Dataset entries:
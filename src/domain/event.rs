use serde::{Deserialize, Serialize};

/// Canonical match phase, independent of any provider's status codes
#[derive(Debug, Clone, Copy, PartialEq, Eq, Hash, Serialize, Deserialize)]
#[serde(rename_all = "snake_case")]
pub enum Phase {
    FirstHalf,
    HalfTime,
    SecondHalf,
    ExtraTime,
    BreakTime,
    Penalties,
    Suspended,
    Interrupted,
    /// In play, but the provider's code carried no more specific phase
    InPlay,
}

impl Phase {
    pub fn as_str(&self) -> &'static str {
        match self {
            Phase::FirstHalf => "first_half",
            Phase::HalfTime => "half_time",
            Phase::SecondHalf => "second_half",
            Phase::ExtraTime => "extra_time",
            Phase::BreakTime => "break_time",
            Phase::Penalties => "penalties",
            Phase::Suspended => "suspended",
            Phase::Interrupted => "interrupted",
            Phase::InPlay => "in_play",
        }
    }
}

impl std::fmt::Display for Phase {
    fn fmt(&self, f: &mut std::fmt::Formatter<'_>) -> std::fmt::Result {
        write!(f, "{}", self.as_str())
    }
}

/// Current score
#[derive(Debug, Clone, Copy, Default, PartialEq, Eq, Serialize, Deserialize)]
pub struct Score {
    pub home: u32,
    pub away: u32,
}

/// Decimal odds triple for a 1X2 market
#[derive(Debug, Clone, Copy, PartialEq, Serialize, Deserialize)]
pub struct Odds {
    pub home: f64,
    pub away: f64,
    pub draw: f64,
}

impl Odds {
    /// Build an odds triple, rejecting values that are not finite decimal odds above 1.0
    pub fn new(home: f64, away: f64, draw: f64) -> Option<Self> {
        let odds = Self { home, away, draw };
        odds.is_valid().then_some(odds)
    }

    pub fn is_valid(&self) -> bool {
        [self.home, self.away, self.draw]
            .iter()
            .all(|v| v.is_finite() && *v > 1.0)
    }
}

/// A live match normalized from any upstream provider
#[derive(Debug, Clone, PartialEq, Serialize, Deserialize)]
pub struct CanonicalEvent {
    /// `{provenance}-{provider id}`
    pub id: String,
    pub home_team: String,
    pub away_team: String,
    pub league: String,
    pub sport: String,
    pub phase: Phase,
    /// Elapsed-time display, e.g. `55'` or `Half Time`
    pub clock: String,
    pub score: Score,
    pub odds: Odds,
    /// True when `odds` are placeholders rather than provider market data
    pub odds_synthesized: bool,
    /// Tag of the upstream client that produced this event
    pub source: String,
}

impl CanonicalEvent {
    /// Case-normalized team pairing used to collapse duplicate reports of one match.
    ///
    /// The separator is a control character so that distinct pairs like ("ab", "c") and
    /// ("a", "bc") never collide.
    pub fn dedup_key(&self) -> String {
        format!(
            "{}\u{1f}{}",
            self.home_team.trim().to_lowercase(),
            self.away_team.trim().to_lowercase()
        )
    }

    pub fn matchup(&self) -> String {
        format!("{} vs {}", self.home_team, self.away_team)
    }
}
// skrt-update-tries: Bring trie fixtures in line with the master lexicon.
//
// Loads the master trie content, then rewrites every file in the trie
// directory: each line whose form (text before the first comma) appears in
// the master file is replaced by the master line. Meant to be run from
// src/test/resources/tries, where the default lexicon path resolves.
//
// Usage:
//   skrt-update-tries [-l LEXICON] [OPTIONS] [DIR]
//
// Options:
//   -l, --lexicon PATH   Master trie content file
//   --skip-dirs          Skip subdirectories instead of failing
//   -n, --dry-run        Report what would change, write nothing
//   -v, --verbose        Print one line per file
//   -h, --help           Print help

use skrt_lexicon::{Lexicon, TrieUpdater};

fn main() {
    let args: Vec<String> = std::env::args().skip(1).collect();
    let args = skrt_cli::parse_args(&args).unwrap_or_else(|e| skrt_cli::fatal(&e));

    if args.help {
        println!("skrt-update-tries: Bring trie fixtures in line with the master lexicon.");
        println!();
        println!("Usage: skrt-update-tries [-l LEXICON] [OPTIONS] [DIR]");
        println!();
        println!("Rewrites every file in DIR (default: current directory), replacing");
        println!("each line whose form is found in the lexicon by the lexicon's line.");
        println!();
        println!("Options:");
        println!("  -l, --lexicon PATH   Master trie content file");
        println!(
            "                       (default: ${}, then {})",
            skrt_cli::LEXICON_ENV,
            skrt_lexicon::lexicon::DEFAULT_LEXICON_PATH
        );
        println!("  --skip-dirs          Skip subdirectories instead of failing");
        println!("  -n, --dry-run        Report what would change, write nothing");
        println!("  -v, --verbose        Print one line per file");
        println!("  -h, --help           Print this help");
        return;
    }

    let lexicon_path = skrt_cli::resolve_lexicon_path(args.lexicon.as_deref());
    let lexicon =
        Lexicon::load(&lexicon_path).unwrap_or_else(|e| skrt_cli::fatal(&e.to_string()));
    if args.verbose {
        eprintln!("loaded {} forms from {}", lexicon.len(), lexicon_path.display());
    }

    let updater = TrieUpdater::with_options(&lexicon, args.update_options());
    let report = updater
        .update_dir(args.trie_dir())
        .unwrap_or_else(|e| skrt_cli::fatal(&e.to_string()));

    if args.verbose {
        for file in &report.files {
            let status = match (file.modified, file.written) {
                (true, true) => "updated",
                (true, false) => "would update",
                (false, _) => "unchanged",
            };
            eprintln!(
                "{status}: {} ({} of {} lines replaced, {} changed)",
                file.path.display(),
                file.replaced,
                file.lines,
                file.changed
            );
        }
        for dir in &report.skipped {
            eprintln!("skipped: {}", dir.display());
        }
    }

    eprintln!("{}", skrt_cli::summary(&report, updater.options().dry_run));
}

* * *

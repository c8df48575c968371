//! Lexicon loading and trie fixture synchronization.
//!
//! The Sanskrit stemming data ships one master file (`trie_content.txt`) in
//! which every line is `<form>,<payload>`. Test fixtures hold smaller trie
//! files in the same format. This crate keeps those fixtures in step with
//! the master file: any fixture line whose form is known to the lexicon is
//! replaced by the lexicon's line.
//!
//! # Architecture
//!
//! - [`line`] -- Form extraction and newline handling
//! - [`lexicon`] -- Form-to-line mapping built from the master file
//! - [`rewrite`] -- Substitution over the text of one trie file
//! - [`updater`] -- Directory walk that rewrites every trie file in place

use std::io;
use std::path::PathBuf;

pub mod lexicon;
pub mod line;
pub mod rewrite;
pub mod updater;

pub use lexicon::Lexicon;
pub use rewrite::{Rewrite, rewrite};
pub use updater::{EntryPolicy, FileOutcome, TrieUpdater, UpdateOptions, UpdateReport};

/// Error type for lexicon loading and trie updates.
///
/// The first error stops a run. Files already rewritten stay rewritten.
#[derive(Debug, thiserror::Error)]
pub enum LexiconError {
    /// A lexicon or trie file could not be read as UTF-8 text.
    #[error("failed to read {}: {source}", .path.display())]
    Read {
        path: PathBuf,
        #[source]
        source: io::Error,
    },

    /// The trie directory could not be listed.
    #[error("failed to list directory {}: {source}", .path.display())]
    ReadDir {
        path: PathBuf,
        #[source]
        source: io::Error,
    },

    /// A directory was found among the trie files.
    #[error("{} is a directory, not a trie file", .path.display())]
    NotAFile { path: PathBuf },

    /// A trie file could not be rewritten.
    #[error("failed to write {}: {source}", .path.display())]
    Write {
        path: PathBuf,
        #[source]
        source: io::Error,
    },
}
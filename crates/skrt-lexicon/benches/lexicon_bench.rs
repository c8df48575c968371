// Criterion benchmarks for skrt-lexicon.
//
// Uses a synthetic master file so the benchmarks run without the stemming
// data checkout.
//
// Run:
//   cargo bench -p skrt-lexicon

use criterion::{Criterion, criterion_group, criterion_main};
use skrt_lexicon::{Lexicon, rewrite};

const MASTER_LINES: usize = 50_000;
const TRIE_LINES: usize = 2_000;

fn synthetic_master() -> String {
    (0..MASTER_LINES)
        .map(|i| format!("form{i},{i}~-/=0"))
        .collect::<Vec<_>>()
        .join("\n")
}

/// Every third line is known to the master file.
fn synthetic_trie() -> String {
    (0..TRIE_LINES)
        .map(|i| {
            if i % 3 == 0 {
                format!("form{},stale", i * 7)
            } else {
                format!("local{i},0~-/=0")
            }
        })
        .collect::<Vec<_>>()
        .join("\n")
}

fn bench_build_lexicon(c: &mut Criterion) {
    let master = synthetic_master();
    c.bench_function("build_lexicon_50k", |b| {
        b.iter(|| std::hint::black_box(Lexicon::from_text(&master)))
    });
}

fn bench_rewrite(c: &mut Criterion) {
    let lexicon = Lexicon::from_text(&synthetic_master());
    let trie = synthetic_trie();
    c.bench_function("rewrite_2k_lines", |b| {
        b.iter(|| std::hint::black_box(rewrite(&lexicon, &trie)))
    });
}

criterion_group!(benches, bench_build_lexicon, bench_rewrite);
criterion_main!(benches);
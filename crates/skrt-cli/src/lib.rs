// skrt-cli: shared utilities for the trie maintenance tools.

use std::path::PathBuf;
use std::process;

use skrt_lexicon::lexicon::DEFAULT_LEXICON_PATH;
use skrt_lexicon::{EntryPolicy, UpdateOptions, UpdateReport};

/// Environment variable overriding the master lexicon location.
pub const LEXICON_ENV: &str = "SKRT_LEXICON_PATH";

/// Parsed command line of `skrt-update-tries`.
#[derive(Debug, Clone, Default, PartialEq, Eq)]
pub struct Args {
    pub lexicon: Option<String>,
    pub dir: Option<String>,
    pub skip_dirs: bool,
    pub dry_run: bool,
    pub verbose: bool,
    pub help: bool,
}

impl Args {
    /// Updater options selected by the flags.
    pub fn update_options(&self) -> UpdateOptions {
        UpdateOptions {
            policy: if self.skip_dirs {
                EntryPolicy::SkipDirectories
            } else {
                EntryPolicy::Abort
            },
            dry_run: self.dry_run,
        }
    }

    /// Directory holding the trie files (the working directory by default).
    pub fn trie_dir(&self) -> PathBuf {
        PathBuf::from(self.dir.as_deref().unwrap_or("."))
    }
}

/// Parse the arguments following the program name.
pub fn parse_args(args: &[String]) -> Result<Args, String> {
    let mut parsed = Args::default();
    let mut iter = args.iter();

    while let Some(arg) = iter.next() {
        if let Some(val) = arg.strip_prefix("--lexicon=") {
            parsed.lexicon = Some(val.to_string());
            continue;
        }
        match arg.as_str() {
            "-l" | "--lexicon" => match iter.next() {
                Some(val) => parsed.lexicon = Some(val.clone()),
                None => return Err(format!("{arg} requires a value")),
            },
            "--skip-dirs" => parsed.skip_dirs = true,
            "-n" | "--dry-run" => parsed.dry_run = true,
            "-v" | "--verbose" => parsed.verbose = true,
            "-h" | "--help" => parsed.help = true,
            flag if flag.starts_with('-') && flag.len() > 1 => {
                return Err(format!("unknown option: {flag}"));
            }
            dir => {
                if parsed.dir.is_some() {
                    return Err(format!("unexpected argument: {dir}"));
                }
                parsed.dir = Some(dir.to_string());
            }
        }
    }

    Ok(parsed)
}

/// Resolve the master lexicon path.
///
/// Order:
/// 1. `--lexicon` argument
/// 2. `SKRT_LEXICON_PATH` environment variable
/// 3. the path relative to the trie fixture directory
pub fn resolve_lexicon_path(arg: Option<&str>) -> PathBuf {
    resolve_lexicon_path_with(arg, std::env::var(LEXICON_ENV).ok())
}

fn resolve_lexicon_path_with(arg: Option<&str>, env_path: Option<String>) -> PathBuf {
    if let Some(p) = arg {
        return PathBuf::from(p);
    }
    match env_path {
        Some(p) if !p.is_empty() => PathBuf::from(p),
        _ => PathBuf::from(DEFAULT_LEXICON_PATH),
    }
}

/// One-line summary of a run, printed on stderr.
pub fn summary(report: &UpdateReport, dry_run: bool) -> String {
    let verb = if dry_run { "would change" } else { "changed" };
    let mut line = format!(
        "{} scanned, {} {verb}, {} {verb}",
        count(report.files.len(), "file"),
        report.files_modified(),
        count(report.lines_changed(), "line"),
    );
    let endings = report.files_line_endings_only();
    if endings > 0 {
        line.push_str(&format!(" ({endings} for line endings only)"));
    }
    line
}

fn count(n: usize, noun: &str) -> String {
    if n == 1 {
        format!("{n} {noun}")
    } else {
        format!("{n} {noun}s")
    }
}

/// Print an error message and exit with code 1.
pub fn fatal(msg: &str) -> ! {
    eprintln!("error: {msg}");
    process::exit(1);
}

• _The task_
Where the string "BreakTime" appears in a line of the entries above, return that line.

• _Answer area_
    BreakTime,
            Phase::BreakTime => "break_time",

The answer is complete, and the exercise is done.